What you will do: Copy exactly, please, the lines of the data from its start through the line containing "use chrono::Utc;".

Given entries:
——
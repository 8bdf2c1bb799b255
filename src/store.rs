//! Storage collaborators for articles and users.
//!
//! The pipeline depends on two narrow interfaces: [`ArticleStore`] for the
//! managed collection and [`UserStore`] for identity lookups. Both are
//! `async` traits so a durable backend can sit behind them; the in-memory
//! adapters here back the server's default wiring and the test suites.
//!
//! The split between [`ArticleRecord`](crate::types::ArticleRecord) and
//! [`Article`](crate::types::Article) mirrors the write/read asymmetry of
//! the store contract: `insert` returns the persisted record with the
//! author relation unresolved, while every read path resolves the author
//! into the full user.

use std::collections::HashMap;
use std::sync::{Arc, RwLock};

use async_trait::async_trait;
use chrono::Utc;
use thiserror::Error;
use uuid::Uuid;

use crate::types::{Article, ArticleData, ArticlePatch, ArticleRecord, User};

/// Errors surfaced by storage collaborators.
///
/// The pipeline does not interpret these beyond mapping them to its
/// internal error kind; retries, if any, belong to the backend.
#[derive(Debug, Error, Clone, PartialEq, Eq)]
pub enum StoreError {
    /// The backing store failed in a way the pipeline cannot anticipate.
    #[error("storage backend failure: {0}")]
    Backend(String),
}

impl StoreError {
    /// Creates a backend failure error.
    pub fn backend(message: impl Into<String>) -> Self {
        Self::Backend(message.into())
    }
}

/// Durable storage for the articles collection.
///
/// A single call against one identifier is atomic; no transaction spans
/// multiple calls. Read paths resolve the author relation, `insert` does
/// not.
#[async_trait]
pub trait ArticleStore: Send + Sync {
    /// Fetches all articles in store-native order.
    async fn list_all(&self) -> Result<Vec<Article>, StoreError>;

    /// Fetches one article with its author resolved, or `None` if the
    /// identifier does not exist.
    async fn get_by_id(&self, id: Uuid) -> Result<Option<Article>, StoreError>;

    /// Persists a new article and returns the stored record. The author
    /// relation is left unresolved; callers needing the resolved shape
    /// read the article back.
    async fn insert(&self, data: ArticleData) -> Result<ArticleRecord, StoreError>;

    /// Applies a partial update and returns the updated, resolved article,
    /// or `None` if the identifier does not exist.
    async fn update_by_id(
        &self,
        id: Uuid,
        patch: ArticlePatch,
    ) -> Result<Option<Article>, StoreError>;

    /// Removes an article and reports how many records were deleted
    /// (0 when the identifier never existed or was already removed).
    async fn delete_by_id(&self, id: Uuid) -> Result<u64, StoreError>;
}

/// Identity lookups for authorization decisions.
#[async_trait]
pub trait UserStore: Send + Sync {
    /// Fetches a user by identifier, or `None` if no such user exists.
    async fn get_by_id(&self, id: Uuid) -> Result<Option<User>, StoreError>;
}

// ============================================================================
// In-memory adapters
// ============================================================================

/// In-memory user store backed by `RwLock<HashMap>`.
#[derive(Default)]
pub struct MemoryUserStore {
    users: RwLock<HashMap<Uuid, User>>,
}

impl MemoryUserStore {
    #[must_use]
    pub fn new() -> Self {
        Self::default()
    }

    /// Creates a store pre-populated with the given users.
    #[must_use]
    pub fn with_users(users: impl IntoIterator<Item = User>) -> Self {
        let store = Self::new();
        for user in users {
            store.upsert(user);
        }
        store
    }

    /// Inserts or replaces a user record.
    pub fn upsert(&self, user: User) {
        self.users
            .write()
            .expect("user store lock poisoned")
            .insert(user.id, user);
    }

    /// Removes a user record, returning it if present.
    pub fn remove(&self, id: Uuid) -> Option<User> {
        self.users
            .write()
            .expect("user store lock poisoned")
            .remove(&id)
    }
}

#[async_trait]
impl UserStore for MemoryUserStore {
    async fn get_by_id(&self, id: Uuid) -> Result<Option<User>, StoreError> {
        let users = self
            .users
            .read()
            .map_err(|_| StoreError::backend("user store lock poisoned"))?;
        Ok(users.get(&id).cloned())
    }
}

impl std::fmt::Debug for MemoryUserStore {
    fn fmt(&self, f: &mut std::fmt::Formatter<'_>) -> std::fmt::Result {
        let count = self.users.read().map(|u| u.len()).unwrap_or(0);
        f.debug_struct("MemoryUserStore").field("users", &count).finish()
    }
}

/// In-memory article store.
///
/// Holds unresolved records and resolves the author relation on reads via
/// the injected [`UserStore`]. Records are cloned out of the lock before
/// any `await`, so guards are never held across suspension points.
pub struct MemoryArticleStore {
    articles: RwLock<HashMap<Uuid, ArticleRecord>>,
    users: Arc<dyn UserStore>,
}

impl MemoryArticleStore {
    /// Creates an empty article store resolving authors against `users`.
    #[must_use]
    pub fn new(users: Arc<dyn UserStore>) -> Self {
        Self {
            articles: RwLock::new(HashMap::new()),
            users,
        }
    }

    /// Number of stored articles.
    pub fn len(&self) -> usize {
        self.articles
            .read()
            .expect("article store lock poisoned")
            .len()
    }

    /// Returns `true` if no articles are stored.
    pub fn is_empty(&self) -> bool {
        self.len() == 0
    }

    async fn resolve(&self, record: ArticleRecord) -> Result<Article, StoreError> {
        let author = self.users.get_by_id(record.author_id).await?;
        Ok(Article {
            id: record.id,
            title: record.title,
            content: record.content,
            author,
            created_at: record.created_at,
            updated_at: record.updated_at,
        })
    }
}

#[async_trait]
impl ArticleStore for MemoryArticleStore {
    async fn list_all(&self) -> Result<Vec<Article>, StoreError> {
        let mut records: Vec<ArticleRecord> = {
            let articles = self
                .articles
                .read()
                .map_err(|_| StoreError::backend("article store lock poisoned"))?;
            articles.values().cloned().collect()
        };
        // Insertion order is the store-native order here.
        records.sort_by_key(|r| r.created_at);

        let mut resolved = Vec::with_capacity(records.len());
        for record in records {
            resolved.push(self.resolve(record).await?);
        }
        Ok(resolved)
    }

    async fn get_by_id(&self, id: Uuid) -> Result<Option<Article>, StoreError> {
        let record = {
            let articles = self
                .articles
                .read()
                .map_err(|_| StoreError::backend("article store lock poisoned"))?;
            articles.get(&id).cloned()
        };

        match record {
            Some(record) => Ok(Some(self.resolve(record).await?)),
            None => Ok(None),
        }
    }

    async fn insert(&self, data: ArticleData) -> Result<ArticleRecord, StoreError> {
        let now = Utc::now();
        let record = ArticleRecord {
            id: Uuid::new_v4(),
            title: data.title,
            content: data.content,
            author_id: data.author_id,
            created_at: now,
            updated_at: now,
        };

        let mut articles = self
            .articles
            .write()
            .map_err(|_| StoreError::backend("article store lock poisoned"))?;
        articles.insert(record.id, record.clone());
        Ok(record)
    }

    async fn update_by_id(
        &self,
        id: Uuid,
        patch: ArticlePatch,
    ) -> Result<Option<Article>, StoreError> {
        let record = {
            let mut articles = self
                .articles
                .write()
                .map_err(|_| StoreError::backend("article store lock poisoned"))?;
            match articles.get_mut(&id) {
                Some(record) => {
                    if let Some(title) = patch.title {
                        record.title = title;
                    }
                    if let Some(content) = patch.content {
                        record.content = content;
                    }
                    record.updated_at = Utc::now();
                    Some(record.clone())
                }
                None => None,
            }
        };

        match record {
            Some(record) => Ok(Some(self.resolve(record).await?)),
            None => Ok(None),
        }
    }

    async fn delete_by_id(&self, id: Uuid) -> Result<u64, StoreError> {
        let mut articles = self
            .articles
            .write()
            .map_err(|_| StoreError::backend("article store lock poisoned"))?;
        Ok(u64::from(articles.remove(&id).is_some()))
    }
}

impl std::fmt::Debug for MemoryArticleStore {
    fn fmt(&self, f: &mut std::fmt::Formatter<'_>) -> std::fmt::Result {
        f.debug_struct("MemoryArticleStore")
            .field("articles", &self.len())
            .finish()
    }
}
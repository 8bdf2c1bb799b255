//! Pressroom - Main entry point.
//!
//! Starts the articles API server with structured JSON logging and
//! graceful shutdown handling (SIGTERM/SIGINT).
//!
//! # Configuration
//!
//! See [`pressroom::config`] for environment variable configuration.
//!
//! # Example
//!
//! ```bash
//! PRESSROOM_JWT_SECRET="change-me" \
//! PRESSROOM_USERS="6a0f1c52-0d0e-4c07-9f52-9d1f5c3a0001:Admin:admin@example.com:admin" \
//! PORT=8080 \
//! cargo run --release
//! ```

use std::process::ExitCode;

use tokio::net::TcpListener;
use tokio::signal;
use tracing::{error, info};
use tracing_subscriber::layer::SubscriberExt;
use tracing_subscriber::util::SubscriberInitExt;
use tracing_subscriber::{fmt, EnvFilter};

use pressroom::config::Config;
use pressroom::routes::{create_router, AppState};

#[tokio::main]
async fn main() -> ExitCode {
    init_logging();

    let config = match Config::from_env() {
        Ok(config) => config,
        Err(err) => {
            error!(error = %err, "Failed to load configuration");
            eprintln!("Error: {err}");
            eprintln!();
            eprintln!("Required environment variables:");
            eprintln!("  PRESSROOM_JWT_SECRET - HS256 secret for token verification");
            eprintln!();
            eprintln!("Optional environment variables:");
            eprintln!("  PRESSROOM_USERS      - Seed users: id:name:email:role,...");
            eprintln!("  PORT                 - HTTP server port (default: 8080)");
            eprintln!("  RUST_LOG             - Log level filter (default: info)");
            return ExitCode::from(1);
        }
    };

    info!(
        port = config.port,
        seed_users = config.users.len(),
        "Pressroom server starting"
    );

    let state = AppState::new(config.clone());
    let app = create_router(state);

    let bind_addr = format!("0.0.0.0:{}", config.port);
    let listener = match TcpListener::bind(&bind_addr).await {
        Ok(listener) => {
            info!(address = %bind_addr, "Server listening");
            listener
        }
        Err(err) => {
            error!(error = %err, address = %bind_addr, "Failed to bind to address");
            return ExitCode::from(1);
        }
    };

    let server = axum::serve(listener, app).with_graceful_shutdown(shutdown_signal());

    info!("Server ready to accept connections");

    if let Err(err) = server.await {
        error!(error = %err, "Server error");
        return ExitCode::from(1);
    }

    info!("Server shutdown complete");
    ExitCode::SUCCESS
}

/// Initialize structured logging with tracing.
///
/// JSON-formatted output with environment-based filtering via RUST_LOG,
/// defaulting to `info`.
fn init_logging() {
    let env_filter = EnvFilter::try_from_default_env()
        .unwrap_or_else(|_| EnvFilter::new("info,tower_http=debug,axum::rejection=trace"));

    let json_layer = fmt::layer()
        .json()
        .with_target(true)
        .with_level(true)
        .with_file(false)
        .with_line_number(false);

    tracing_subscriber::registry()
        .with(env_filter)
        .with(json_layer)
        .init();
}

/// Resolves when a shutdown signal is received.
///
/// Listens for SIGTERM (orchestrator shutdown) and SIGINT (Ctrl+C); axum's
/// graceful shutdown then lets in-flight requests complete.
async fn shutdown_signal() {
    let ctrl_c = async {
        signal::ctrl_c()
            .await
            .expect("failed to install Ctrl+C handler");
    };

    #[cfg(unix)]
    let terminate = async {
        signal::unix::signal(signal::unix::SignalKind::terminate())
            .expect("failed to install SIGTERM handler")
            .recv()
            .await;
    };

    #[cfg(not(unix))]
    let terminate = std::future::pending::<()>();

    tokio::select! {
        _ = ctrl_c => {
            info!("Received SIGINT (Ctrl+C), initiating graceful shutdown");
        }
        _ = terminate => {
            info!("Received SIGTERM, initiating graceful shutdown");
        }
    }
}
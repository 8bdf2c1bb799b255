//! HTTP route handlers for the Pressroom server.
//!
//! The API surface:
//!
//! - `GET /api/articles` - list all articles
//! - `GET /api/articles/{id}` - fetch one article
//! - `POST /api/articles` - create an article (201)
//! - `PUT /api/articles/{id}` - update an article (admin only)
//! - `DELETE /api/articles/{id}` - delete an article (admin only, 204)
//! - `GET /ws` - WebSocket subscription to mutation events
//! - `GET /health` - health check
//!
//! Every articles route passes through the authentication gate before the
//! service is invoked; mutation bodies are read as raw bytes and parsed
//! only after the credential has been verified, so an unauthenticated
//! request never gets further than the gate.

use std::sync::Arc;

use axum::{
    body::Bytes,
    extract::{Path, Query, State, WebSocketUpgrade},
    http::{HeaderMap, StatusCode},
    response::{IntoResponse, Response},
    routing::get,
    Json, Router,
};
use serde::{Deserialize, Serialize};
use tokio::sync::broadcast::error::RecvError;
use tokio::time::Instant;
use tracing::{debug, error, info, trace};
use tower_http::trace::TraceLayer;
use uuid::Uuid;

use crate::auth::authenticate;
use crate::broadcast::EventBroadcaster;
use crate::config::Config;
use crate::error::{ApiError, ErrorBody};
use crate::service::ArticleService;
use crate::store::{ArticleStore, MemoryArticleStore, MemoryUserStore, UserStore};
use crate::token::TokenVerifier;
use crate::types::{Article, ArticlePatch, NewArticle};

// ============================================================================
// Application State
// ============================================================================

/// Shared application state for all route handlers.
#[derive(Clone)]
pub struct AppState {
    /// Server configuration.
    pub config: Arc<Config>,

    /// Verifier for request credentials.
    pub verifier: Arc<TokenVerifier>,

    /// The article pipeline.
    pub service: ArticleService,

    /// Event fan-out, shared with the service.
    pub broadcaster: EventBroadcaster,

    /// Server start time for uptime calculation.
    pub start_time: Instant,
}

impl AppState {
    /// Creates application state with in-memory stores, the user store
    /// seeded from configuration.
    #[must_use]
    pub fn new(config: Config) -> Self {
        let users: Arc<dyn UserStore> =
            Arc::new(MemoryUserStore::with_users(config.users.iter().cloned()));
        let articles: Arc<dyn ArticleStore> = Arc::new(MemoryArticleStore::new(users.clone()));
        Self::with_stores(config, articles, users)
    }

    /// Creates application state over caller-provided store collaborators.
    ///
    /// Useful for tests that need to observe or pre-seed the stores.
    #[must_use]
    pub fn with_stores(
        config: Config,
        articles: Arc<dyn ArticleStore>,
        users: Arc<dyn UserStore>,
    ) -> Self {
        let verifier = Arc::new(TokenVerifier::new(&config.jwt_secret));
        let broadcaster = EventBroadcaster::new();
        let service = ArticleService::new(articles, users, broadcaster.clone());

        Self {
            config: Arc::new(config),
            verifier,
            service,
            broadcaster,
            start_time: Instant::now(),
        }
    }
}

impl std::fmt::Debug for AppState {
    fn fmt(&self, f: &mut std::fmt::Formatter<'_>) -> std::fmt::Result {
        f.debug_struct("AppState")
            .field("service", &self.service)
            .field("broadcaster", &self.broadcaster)
            .field("start_time", &self.start_time)
            .finish_non_exhaustive()
    }
}

// ============================================================================
// Router
// ============================================================================

/// Creates the application router with all routes configured.
pub fn create_router(state: AppState) -> Router {
    Router::new()
        .route("/api/articles", get(list_articles).post(create_article))
        .route(
            "/api/articles/{id}",
            get(get_article).put(update_article).delete(delete_article),
        )
        .route("/ws", get(get_ws))
        .route("/health", get(get_health))
        .layer(TraceLayer::new_for_http())
        .with_state(state)
}

/// Builds a 400 response for a body that failed to parse.
fn bad_request(err: &serde_json::Error) -> Response {
    (
        StatusCode::BAD_REQUEST,
        Json(ErrorBody {
            message: format!("invalid request body: {err}"),
        }),
    )
        .into_response()
}

// ============================================================================
// Article handlers
// ============================================================================

/// GET /api/articles - list all articles.
async fn list_articles(
    State(state): State<AppState>,
    headers: HeaderMap,
) -> Result<Json<Vec<Article>>, ApiError> {
    let claims = authenticate(&headers, &state.verifier)?;
    let articles = state.service.list(&claims).await?;
    Ok(Json(articles))
}

/// GET /api/articles/{id} - fetch one article.
async fn get_article(
    State(state): State<AppState>,
    Path(id): Path<Uuid>,
    headers: HeaderMap,
) -> Result<Json<Article>, ApiError> {
    let claims = authenticate(&headers, &state.verifier)?;
    let article = state.service.get(&claims, id).await?;
    Ok(Json(article))
}

/// POST /api/articles - create an article authored by the caller.
async fn create_article(
    State(state): State<AppState>,
    headers: HeaderMap,
    body: Bytes,
) -> Response {
    let claims = match authenticate(&headers, &state.verifier) {
        Ok(claims) => claims,
        Err(err) => return err.into_response(),
    };

    let draft: NewArticle = match serde_json::from_slice(&body) {
        Ok(draft) => draft,
        Err(err) => {
            debug!(error = %err, "Failed to parse article draft");
            return bad_request(&err);
        }
    };

    match state.service.create(&claims, draft).await {
        Ok(article) => (StatusCode::CREATED, Json(article)).into_response(),
        Err(err) => err.into_response(),
    }
}

/// PUT /api/articles/{id} - update an article (admin only).
async fn update_article(
    State(state): State<AppState>,
    Path(id): Path<Uuid>,
    headers: HeaderMap,
    body: Bytes,
) -> Response {
    let claims = match authenticate(&headers, &state.verifier) {
        Ok(claims) => claims,
        Err(err) => return err.into_response(),
    };

    let patch: ArticlePatch = match serde_json::from_slice(&body) {
        Ok(patch) => patch,
        Err(err) => {
            debug!(error = %err, "Failed to parse article patch");
            return bad_request(&err);
        }
    };

    match state.service.update(&claims, id, patch).await {
        Ok(article) => Json(article).into_response(),
        Err(err) => err.into_response(),
    }
}

/// DELETE /api/articles/{id} - delete an article (admin only, 204).
async fn delete_article(
    State(state): State<AppState>,
    Path(id): Path<Uuid>,
    headers: HeaderMap,
) -> Result<StatusCode, ApiError> {
    let claims = authenticate(&headers, &state.verifier)?;
    state.service.delete(&claims, id).await?;
    Ok(StatusCode::NO_CONTENT)
}

// ============================================================================
// GET /ws - WebSocket Subscription
// ============================================================================

/// Query parameters for WebSocket subscription.
#[derive(Debug, Deserialize)]
pub struct WsQueryParams {
    /// The caller's token; the same credential the HTTP routes accept in
    /// the `x-access-token` header.
    pub token: Option<String>,
}

/// GET /ws - subscribe to article mutation events.
///
/// Authenticates via the `token` query parameter, then upgrades and
/// forwards every broadcast event to the client as a JSON text frame.
/// Delivery is best-effort: a subscriber that lags behind the channel
/// capacity skips the missed events.
async fn get_ws(
    State(state): State<AppState>,
    Query(params): Query<WsQueryParams>,
    ws: WebSocketUpgrade,
) -> Response {
    let token = match params.token.as_deref() {
        Some(token) if !token.is_empty() => token,
        _ => {
            debug!("Missing or empty token in WebSocket request");
            return ApiError::unauthorized("No token provided").into_response();
        }
    };

    if let Err(err) = state.verifier.verify(token) {
        debug!(error = %err, "Invalid token in WebSocket request");
        return ApiError::unauthorized(err.to_string()).into_response();
    }

    ws.on_upgrade(move |socket| handle_websocket(socket, state.broadcaster))
}

/// Forwards broadcast events to an established WebSocket connection until
/// the client disconnects.
async fn handle_websocket(socket: axum::extract::ws::WebSocket, broadcaster: EventBroadcaster) {
    use axum::extract::ws::Message;
    use futures_util::{SinkExt, StreamExt};

    let (mut sender, mut receiver) = socket.split();
    let mut event_rx = broadcaster.subscribe();

    info!("WebSocket subscriber connected");

    let forward_task = tokio::spawn(async move {
        loop {
            match event_rx.recv().await {
                Ok(event) => match serde_json::to_string(&event) {
                    Ok(json) => {
                        trace!(event = event.name(), "Sending event to subscriber");
                        if let Err(err) = sender.send(Message::Text(json.into())).await {
                            debug!(error = %err, "Failed to send event to subscriber");
                            break;
                        }
                    }
                    Err(err) => {
                        error!(error = %err, "Failed to serialize event");
                    }
                },
                Err(RecvError::Lagged(count)) => {
                    debug!(skipped = count, "Subscriber lagged, skipped events");
                }
                Err(RecvError::Closed) => {
                    debug!("Event broadcaster closed");
                    break;
                }
            }
        }
    });

    while let Some(msg) = receiver.next().await {
        match msg {
            Ok(Message::Close(_)) => {
                debug!("Subscriber sent close frame");
                break;
            }
            Ok(_) => {
                // Subscribers have nothing to say; ignore inbound frames.
            }
            Err(err) => {
                debug!(error = %err, "WebSocket error");
                break;
            }
        }
    }

    forward_task.abort();
    info!("WebSocket subscriber disconnected");
}

// ============================================================================
// GET /health - Health Check
// ============================================================================

/// Response body for the health check endpoint.
#[derive(Debug, Serialize, Deserialize)]
pub struct HealthResponse {
    /// Server status (always "ok" if responding).
    pub status: String,

    /// Number of active event subscribers.
    pub subscribers: usize,

    /// Server uptime in seconds.
    pub uptime_seconds: u64,
}

/// GET /health - health check. No authentication required.
async fn get_health(State(state): State<AppState>) -> Json<HealthResponse> {
    Json(HealthResponse {
        status: "ok".to_string(),
        subscribers: state.broadcaster.subscriber_count(),
        uptime_seconds: state.start_time.elapsed().as_secs(),
    })
}

// ============================================================================
// Tests
// ============================================================================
——
Task response:
repository 8bdf2c1bb799b255
filename src/store.rs
//! Storage collaborators for articles and users.
//!
//! The pipeline depends on two narrow interfaces: [`ArticleStore`] for the
//! managed collection and [`UserStore`] for identity lookups. Both are
//! `async` traits so a durable backend can sit behind them; the in-memory
//! adapters here back the server's default wiring and the test suites.
//!
//! The split between [`ArticleRecord`](crate::types::ArticleRecord) and
//! [`Article`](crate::types::Article) mirrors the write/read asymmetry of
//! the store contract: `insert` returns the persisted record with the
//! author relation unresolved, while every read path resolves the author
//! into the full user.

use std::collections::HashMap;
use std::sync::{Arc, RwLock};

use async_trait::async_trait;
use chrono::Utc;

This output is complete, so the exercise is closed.